Only an exact copy of the entries will serve as the answer.

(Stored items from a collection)
════════
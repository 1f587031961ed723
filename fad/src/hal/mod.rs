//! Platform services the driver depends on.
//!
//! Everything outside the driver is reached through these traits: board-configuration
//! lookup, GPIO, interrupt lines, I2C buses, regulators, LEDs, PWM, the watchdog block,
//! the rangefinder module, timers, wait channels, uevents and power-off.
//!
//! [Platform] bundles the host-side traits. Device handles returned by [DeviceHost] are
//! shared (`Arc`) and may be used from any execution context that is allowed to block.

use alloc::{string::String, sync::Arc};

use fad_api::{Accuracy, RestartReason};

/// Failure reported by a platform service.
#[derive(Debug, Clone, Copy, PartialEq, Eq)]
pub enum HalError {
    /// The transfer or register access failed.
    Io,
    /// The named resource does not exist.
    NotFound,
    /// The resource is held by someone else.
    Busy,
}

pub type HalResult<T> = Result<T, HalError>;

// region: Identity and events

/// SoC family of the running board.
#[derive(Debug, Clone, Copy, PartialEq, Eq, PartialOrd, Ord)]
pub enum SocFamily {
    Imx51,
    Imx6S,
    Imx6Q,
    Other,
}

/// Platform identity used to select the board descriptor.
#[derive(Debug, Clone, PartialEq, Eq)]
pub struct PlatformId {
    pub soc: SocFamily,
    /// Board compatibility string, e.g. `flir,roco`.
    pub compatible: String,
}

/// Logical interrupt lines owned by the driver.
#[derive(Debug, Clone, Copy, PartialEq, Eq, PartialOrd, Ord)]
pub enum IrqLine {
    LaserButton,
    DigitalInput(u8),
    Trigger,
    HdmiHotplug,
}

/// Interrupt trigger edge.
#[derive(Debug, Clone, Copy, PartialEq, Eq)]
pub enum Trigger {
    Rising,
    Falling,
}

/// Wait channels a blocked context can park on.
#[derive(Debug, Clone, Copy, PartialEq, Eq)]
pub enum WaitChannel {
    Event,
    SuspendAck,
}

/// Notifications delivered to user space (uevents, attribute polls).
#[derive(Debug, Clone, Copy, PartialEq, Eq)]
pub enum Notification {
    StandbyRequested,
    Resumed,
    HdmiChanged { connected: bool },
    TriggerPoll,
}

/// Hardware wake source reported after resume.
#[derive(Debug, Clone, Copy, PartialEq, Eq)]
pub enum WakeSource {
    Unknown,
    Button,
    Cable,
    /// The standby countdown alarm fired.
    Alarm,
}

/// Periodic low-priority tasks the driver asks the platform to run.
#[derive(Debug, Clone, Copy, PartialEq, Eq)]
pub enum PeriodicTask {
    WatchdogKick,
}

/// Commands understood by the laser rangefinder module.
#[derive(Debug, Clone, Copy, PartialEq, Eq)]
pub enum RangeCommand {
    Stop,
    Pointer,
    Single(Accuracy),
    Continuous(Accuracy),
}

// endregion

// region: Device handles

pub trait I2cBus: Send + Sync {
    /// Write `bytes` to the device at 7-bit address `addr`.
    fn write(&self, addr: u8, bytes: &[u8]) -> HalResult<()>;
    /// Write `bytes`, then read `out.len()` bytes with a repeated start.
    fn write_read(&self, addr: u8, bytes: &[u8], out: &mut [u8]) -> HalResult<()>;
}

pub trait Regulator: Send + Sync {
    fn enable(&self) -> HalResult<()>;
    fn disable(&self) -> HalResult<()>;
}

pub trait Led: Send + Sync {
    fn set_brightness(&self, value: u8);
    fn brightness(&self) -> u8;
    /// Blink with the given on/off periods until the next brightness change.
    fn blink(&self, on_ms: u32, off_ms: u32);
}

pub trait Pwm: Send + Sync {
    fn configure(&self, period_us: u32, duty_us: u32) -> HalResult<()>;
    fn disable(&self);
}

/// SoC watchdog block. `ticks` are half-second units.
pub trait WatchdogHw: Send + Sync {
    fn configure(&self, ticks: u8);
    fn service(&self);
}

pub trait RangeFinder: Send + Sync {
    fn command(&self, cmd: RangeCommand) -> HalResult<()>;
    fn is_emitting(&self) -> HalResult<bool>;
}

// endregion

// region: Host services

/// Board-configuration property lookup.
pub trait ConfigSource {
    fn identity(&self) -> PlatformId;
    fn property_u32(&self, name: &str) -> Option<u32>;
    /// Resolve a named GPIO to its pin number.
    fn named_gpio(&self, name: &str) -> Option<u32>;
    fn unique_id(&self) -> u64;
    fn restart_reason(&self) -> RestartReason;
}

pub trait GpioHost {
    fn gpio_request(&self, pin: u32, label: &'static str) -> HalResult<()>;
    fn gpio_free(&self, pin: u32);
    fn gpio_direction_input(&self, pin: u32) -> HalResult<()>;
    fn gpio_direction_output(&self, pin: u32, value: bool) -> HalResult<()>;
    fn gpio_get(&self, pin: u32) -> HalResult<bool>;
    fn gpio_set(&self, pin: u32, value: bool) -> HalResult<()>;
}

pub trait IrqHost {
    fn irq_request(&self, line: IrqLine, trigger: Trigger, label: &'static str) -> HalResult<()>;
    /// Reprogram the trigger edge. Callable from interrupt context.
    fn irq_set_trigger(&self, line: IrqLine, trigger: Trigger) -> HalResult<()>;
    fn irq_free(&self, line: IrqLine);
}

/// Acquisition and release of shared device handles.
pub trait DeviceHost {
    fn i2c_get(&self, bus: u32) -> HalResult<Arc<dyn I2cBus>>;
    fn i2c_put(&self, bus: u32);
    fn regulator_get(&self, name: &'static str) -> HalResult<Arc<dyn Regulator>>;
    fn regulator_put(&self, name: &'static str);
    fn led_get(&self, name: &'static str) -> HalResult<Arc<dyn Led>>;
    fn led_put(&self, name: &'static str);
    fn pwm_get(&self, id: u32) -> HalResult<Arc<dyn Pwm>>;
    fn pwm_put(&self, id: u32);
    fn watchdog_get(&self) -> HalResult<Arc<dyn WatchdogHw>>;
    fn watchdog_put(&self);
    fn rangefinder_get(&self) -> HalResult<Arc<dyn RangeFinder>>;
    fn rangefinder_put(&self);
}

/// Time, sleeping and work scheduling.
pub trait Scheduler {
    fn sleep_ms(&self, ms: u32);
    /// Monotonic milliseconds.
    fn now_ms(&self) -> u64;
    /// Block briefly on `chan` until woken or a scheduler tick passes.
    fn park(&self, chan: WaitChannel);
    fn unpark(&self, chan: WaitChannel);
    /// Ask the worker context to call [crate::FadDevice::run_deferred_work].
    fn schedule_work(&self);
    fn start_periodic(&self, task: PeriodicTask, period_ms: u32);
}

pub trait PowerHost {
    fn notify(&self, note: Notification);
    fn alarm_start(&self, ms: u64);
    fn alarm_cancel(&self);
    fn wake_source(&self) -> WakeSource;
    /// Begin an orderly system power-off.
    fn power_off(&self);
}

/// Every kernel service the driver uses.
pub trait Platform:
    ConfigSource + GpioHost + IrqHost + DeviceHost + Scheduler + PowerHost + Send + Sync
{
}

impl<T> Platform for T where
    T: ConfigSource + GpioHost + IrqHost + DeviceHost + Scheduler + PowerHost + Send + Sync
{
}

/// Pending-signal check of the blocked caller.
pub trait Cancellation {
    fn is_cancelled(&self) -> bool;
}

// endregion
════════
● **EXERCISE OUTPUT**
repository 1f587031961ed723
filename fad/src/hal/mod.rs
//! Platform services the driver depends on.
//!
//! Everything outside the driver is reached through these traits: board-configuration
//! lookup, GPIO, interrupt lines, I2C buses, regulators, LEDs, PWM, the watchdog block,
//! the rangefinder module, timers, wait channels, uevents and power-off.
//!
//! [Platform] bundles the host-side traits. Device handles returned by [DeviceHost] are
//! shared (`Arc`) and may be used from any execution context that is allowed to block.

use alloc::{string::String, sync::Arc};

use fad_api::{Accuracy, RestartReason};

/// Failure reported by a platform service.
#[derive(Debug, Clone, Copy, PartialEq, Eq)]
pub enum HalError {
    /// The transfer or register access failed.
    Io,
    /// The named resource does not exist.
    NotFound,
    /// The resource is held by someone else.
    Busy,
}

pub type HalResult<T> = Result<T, HalError>;

// region: Identity and events

/// SoC family of the running board.
#[derive(Debug, Clone, Copy, PartialEq, Eq, PartialOrd, Ord)]
pub enum SocFamily {
    Imx51,
    Imx6S,
    Imx6Q,
    Other,
}

/// Platform identity used to select the board descriptor.
#[derive(Debug, Clone, PartialEq, Eq)]
pub struct PlatformId {
    pub soc: SocFamily,
    /// Board compatibility string, e.g. `flir,roco`.
    pub compatible: String,
}

/// Logical interrupt lines owned by the driver.
#[derive(Debug, Clone, Copy, PartialEq, Eq, PartialOrd, Ord)]
pub enum IrqLine {
    LaserButton,
    DigitalInput(u8),
    Trigger,
    HdmiHotplug,
}

/// Interrupt trigger edge.
#[derive(Debug, Clone, Copy, PartialEq, Eq)]
pub enum Trigger {
    Rising,
    Falling,
}

/// Wait channels a blocked context can park on.
#[derive(Debug, Clone, Copy, PartialEq, Eq)]
pub enum WaitChannel {
    Event,
    SuspendAck,
}

/// Notifications delivered to user space (uevents, attribute polls).
#[derive(Debug, Clone, Copy, PartialEq, Eq)]
pub enum Notification {
    StandbyRequested,
    Resumed,
    HdmiChanged { connected: bool },
    TriggerPoll,
}

/// Hardware wake source reported after resume.
#[derive(Debug, Clone, Copy, PartialEq, Eq)]
pub enum WakeSource {
    Unknown,
    Button,
    Cable,
    /// The standby countdown alarm fired.
    Alarm,
}

/// Periodic low-priority tasks the driver asks the platform to run.
#[derive(Debug, Clone, Copy, PartialEq, Eq)]
pub enum PeriodicTask {
    WatchdogKick,
}

/// Commands understood by the laser rangefinder module.
#[derive(Debug, Clone, Copy, PartialEq, Eq)]
pub enum RangeCommand {
    Stop,
    Pointer,
    Single(Accuracy),
    Continuous(Accuracy),
}

// endregion

// region: Device handles

pub trait I2cBus: Send + Sync {
    /// Write `bytes` to the device at 7-bit address `addr`.
    fn write(&self, addr: u8, bytes: &[u8]) -> HalResult<()>;
    /// Write `bytes`, then read `out.len()` bytes with a repeated start.
    fn write_read(&self, addr: u8, bytes: &[u8], out: &mut [u8]) -> HalResult<()>;
}

pub trait Regulator: Send + Sync {
    fn enable(&self) -> HalResult<()>;
    fn disable(&self) -> HalResult<()>;
}

pub trait Led: Send + Sync {
    fn set_brightness(&self, value: u8);
    fn brightness(&self) -> u8;
    /// Blink with the given on/off periods until the next brightness change.
    fn blink(&self, on_ms: u32, off_ms: u32);
}

pub trait Pwm: Send + Sync {
    fn configure(&self, period_us: u32, duty_us: u32) -> HalResult<()>;
    fn disable(&self);
}

/// SoC watchdog block. `ticks` are half-second units.
pub trait WatchdogHw: Send + Sync {
    fn configure(&self, ticks: u8);
    fn service(&self);
}

pub trait RangeFinder: Send + Sync {
    fn command(&self, cmd: RangeCommand) -> HalResult<()>;
    fn is_emitting(&self) -> HalResult<bool>;
}

// endregion

// region: Host services

/// Board-configuration property lookup.
pub trait ConfigSource {
    fn identity(&self) -> PlatformId;
    fn property_u32(&self, name: &str) -> Option<u32>;
    /// Resolve a named GPIO to its pin number.
    fn named_gpio(&self, name: &str) -> Option<u32>;
    fn unique_id(&self) -> u64;
    fn restart_reason(&self) -> RestartReason;
}

pub trait GpioHost {
    fn gpio_request(&self, pin: u32, label: &'static str) -> HalResult<()>;
    fn gpio_free(&self, pin: u32);
    fn gpio_direction_input(&self, pin: u32) -> HalResult<()>;
    fn gpio_direction_output(&self, pin: u32, value: bool) -> HalResult<()>;
    fn gpio_get(&self, pin: u32) -> HalResult<bool>;
    fn gpio_set(&self, pin: u32, value: bool) -> HalResult<()>;
}

pub trait IrqHost {
    fn irq_request(&self, line: IrqLine, trigger: Trigger, label: &'static str) -> HalResult<()>;
    /// Reprogram the trigger edge. Callable from interrupt context.
    fn irq_set_trigger(&self, line: IrqLine, trigger: Trigger) -> HalResult<()>;
    fn irq_free(&self, line: IrqLine);
}

/// Acquisition and release of shared device handles.
pub trait DeviceHost {
    fn i2c_get(&self, bus: u32) -> HalResult<Arc<dyn I2cBus>>;
    fn i2c_put(&self, bus: u32);
    fn regulator_get(&self, name: &'static str) -> HalResult<Arc<dyn Regulator>>;
    fn regulator_put(&self, name: &'static str);
    fn led_get(&self, name: &'static str) -> HalResult<Arc<dyn Led>>;
    fn led_put(&self, name: &'static str);
    fn pwm_get(&self, id: u32) -> HalResult<Arc<dyn Pwm>>;
    fn pwm_put(&self, id: u32);
    fn watchdog_get(&self) -> HalResult<Arc<dyn WatchdogHw>>;
    fn watchdog_put(&self);
    fn rangefinder_get(&self) -> HalResult<Arc<dyn RangeFinder>>;
    fn rangefinder_put(&self);
}

/// Time, sleeping and work scheduling.
pub trait Scheduler {
    fn sleep_ms(&self, ms: u32);
    /// Monotonic milliseconds.
    fn now_ms(&self) -> u64;
    /// Block briefly on `chan` until woken or a scheduler tick passes.
    fn park(&self, chan: WaitChannel);
    fn unpark(&self, chan: WaitChannel);
    /// Ask the worker context to call [crate::FadDevice::run_deferred_work].
    fn schedule_work(&self);
    fn start_periodic(&self, task: PeriodicTask, period_ms: u32);
}

pub trait PowerHost {
    fn notify(&self, note: Notification);
    fn alarm_start(&self, ms: u64);
    fn alarm_cancel(&self);
    fn wake_source(&self) -> WakeSource;
    /// Begin an orderly system power-off.
    fn power_off(&self);
}

/// Every kernel service the driver uses.
pub trait Platform:
    ConfigSource + GpioHost + IrqHost + DeviceHost + Scheduler + PowerHost + Send + Sync
{
}

impl<T> Platform for T where
    T: ConfigSource + GpioHost + IrqHost + DeviceHost + Scheduler + PowerHost + Send + Sync
{
}

/// Pending-signal check of the blocked caller.
pub trait Cancellation {
    fn is_cancelled(&self) -> bool;
}

// endregion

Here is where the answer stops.